Yuri ed Eva entrano frettolosi in un bistrot;è poco accogliente ma non hanno molto tempo. Si siedono intorno ad un tavolino tondo: " Eccoci finalmente" dice Yuri" è da tanto che ti volevo vedere".
Eva severa: "Purtroppo non posso liberarmi facilmente di mio marito, dopo tanti anni di matrimonio è ancora geloso. Ma dimmi di te".
"Mi annoio a morte, penso di ricominciare a viaggiare con il mio camper appena la stagione lo permette".
La porta del bistrot sbatte, Eva si gira di scatto ed irritata dice ad Yuri: "Ecco una rompiscatole, speriamo non venga qui!"
Si chiede intanto se è il caso di presentarla ad Yuri e quindi, agitata, chinandosi verso l'orecchio dell'uomo, dice sottovoce:Scusami, ti rubo un attimo per un saluto!"
Eva si avvicina al tavolo di alcuni giovani silenziosi.
" Ciao, ma tu sei Mafalda, vero? Mi riconosci?"
Mafalda un po' imbarazzata: "Sì e no".
"Sono stata la tua professoressa di greco al liceo, ricordi?"insiste Eva.
"Ma sì certo si accomodi"ed indicando con un gesto lieve della mano dice: "Dino mio fratello ed Andrea". Eva stringe le due mani con energia.
"Ciao, non sapevo tu avessi un fratello. Comunque ora che vi guardo siete identici."
Mafalda disorientata arrossisce: "No, mio fratello è l'altro."I due giovani uomini guardano sorpresi.

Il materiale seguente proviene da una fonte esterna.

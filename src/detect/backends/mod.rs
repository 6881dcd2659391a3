pub mod null;

#[cfg(feature = "backend-tract")]
pub mod tract;

pub use null::NullBackend;

#[cfg(feature = "backend-tract")]
pub use tract::{TractBackend, TractConfig};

Eva fingendosi distratta: "Ma certo."
"Aspettiamo un nostra amica, ah! Eccola!"dice Mafalda
Attraverso la porta a vetri entra una giovane:sguardo basso, occhi cerchiati.
Rosa si siede al tavolo dopo un rapido saluto ad Eva che dopo un "Buongiorno, ragazzi"si allontana.

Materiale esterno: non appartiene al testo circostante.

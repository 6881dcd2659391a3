use anyhow::Result;

use crate::detect::result::RawDetection;
use crate::frame::RawFrame;
use crate::stats::CategoryFilter;

/// Detector backend trait.
///
/// The model behind it is a black box. Implementations treat the frame as
/// read-only and should honour the filter's threshold and class ids; the
/// adapter enforces both again on whatever comes back.
///
/// One instance serves every session at once, so `detect` takes `&self`.
/// Backends with mutable inference state keep their own locking.
pub trait DetectorBackend: Send + Sync {
    /// Backend identifier.
    fn name(&self) -> &'static str;

    /// Run detection on one frame.
    fn detect(&self, frame: &RawFrame, filter: &CategoryFilter) -> Result<Vec<RawDetection>>;

    /// Optional warm-up hook.
    fn warm_up(&self) -> Result<()> {
        Ok(())
    }
}
//! vision_process - run one detection session offline
//!
//! Reads a video file or capture device, writes the annotated frames to an
//! MJPEG file, and prints the per-frame counts as JSON lines on stdout.

use anyhow::{anyhow, Context, Result};
use clap::Parser;
use std::fs::File;
use std::io::{BufWriter, Write};
use std::path::PathBuf;
use std::sync::atomic::{AtomicBool, Ordering};
use std::sync::Arc;

use vision_counter::{
    ClientDisconnected, SessionId, SessionPipeline, SessionState, StreamerConfig, VideoSource,
};

#[derive(Parser, Debug)]
#[command(author, version, about = "Annotate a video and print per-frame counts")]
struct Args {
    /// Video file to process.
    #[arg(long, conflicts_with = "device")]
    file: Option<PathBuf>,

    /// Capture device index.
    #[arg(long)]
    device: Option<u32>,

    /// Annotated output (concatenated JPEG frames).
    #[arg(long, default_value = "annotated.mjpeg")]
    output: PathBuf,

    /// JSON config file.
    #[arg(long, env = "VISION_CONFIG")]
    config: Option<PathBuf>,
}

fn main() -> Result<()> {
    env_logger::Builder::from_env(env_logger::Env::default().default_filter_or("info")).init();
    let args = Args::parse();

    let source = match (args.file, args.device) {
        (Some(path), None) => VideoSource::File(path),
        (None, Some(index)) => VideoSource::Device(index),
        (None, None) => VideoSource::Device(0),
        (Some(_), Some(_)) => return Err(anyhow!("--file and --device are exclusive")),
    };

    let config = StreamerConfig::load_from(args.config.as_deref())?;
    let context = config.pipeline_context()?;
    let snapshots = context.snapshots.clone();

    let cancel = Arc::new(AtomicBool::new(false));
    let cancel_handler = cancel.clone();
    ctrlc::set_handler(move || {
        cancel_handler.store(true, Ordering::SeqCst);
    })
    .expect("error setting Ctrl-C handler");

    let id = SessionId::generate();
    let session = SessionPipeline::new(id.clone(), source, context, cancel)
        .open()
        .context("failed to open video source")?;

    let output = File::create(&args.output)
        .with_context(|| format!("failed to create {}", args.output.display()))?;
    let mut output = BufWriter::new(output);
    let stdout = std::io::stdout();
    let mut frame_index: u64 = 0;
    let mut sink = |payload: &[u8], _content_type: &str| -> Result<(), ClientDisconnected> {
        output.write_all(payload)?;
        let counts = snapshots.latest(&id);
        let line = serde_json::json!({
            "frame": frame_index,
            "personas": counts.person_count,
            "vehiculos": counts.vehicle_count,
        });
        writeln!(stdout.lock(), "{}", line)?;
        frame_index += 1;
        Ok(())
    };
    let report = session.run(&mut sink);
    output.flush()?;

    log::info!(
        "processed {} frames, wrote {} to {} ({} skipped)",
        report.frames_processed,
        report.chunks_emitted,
        args.output.display(),
        report.frames_skipped
    );
    if report.state == SessionState::Failed {
        return Err(anyhow!("session failed: {:?}", report.termination));
    }
    Ok(())
}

Intanto, Irma, la rompiscatole, è in piedi e si è fermata a parlare con Yuri.
"Yuri, ma che sorpresa! Come mai qui?"
Yuri visibilmente turbato.
"Ehm, devo incontrarmi con una persona, non mi aspettavo di vederti ancora, ti sapevo all'estero, come stai?"
"Bene! Sono tornata ormai da più di un anno! E tu? In tutto questo tempo non mi hai mai cercata".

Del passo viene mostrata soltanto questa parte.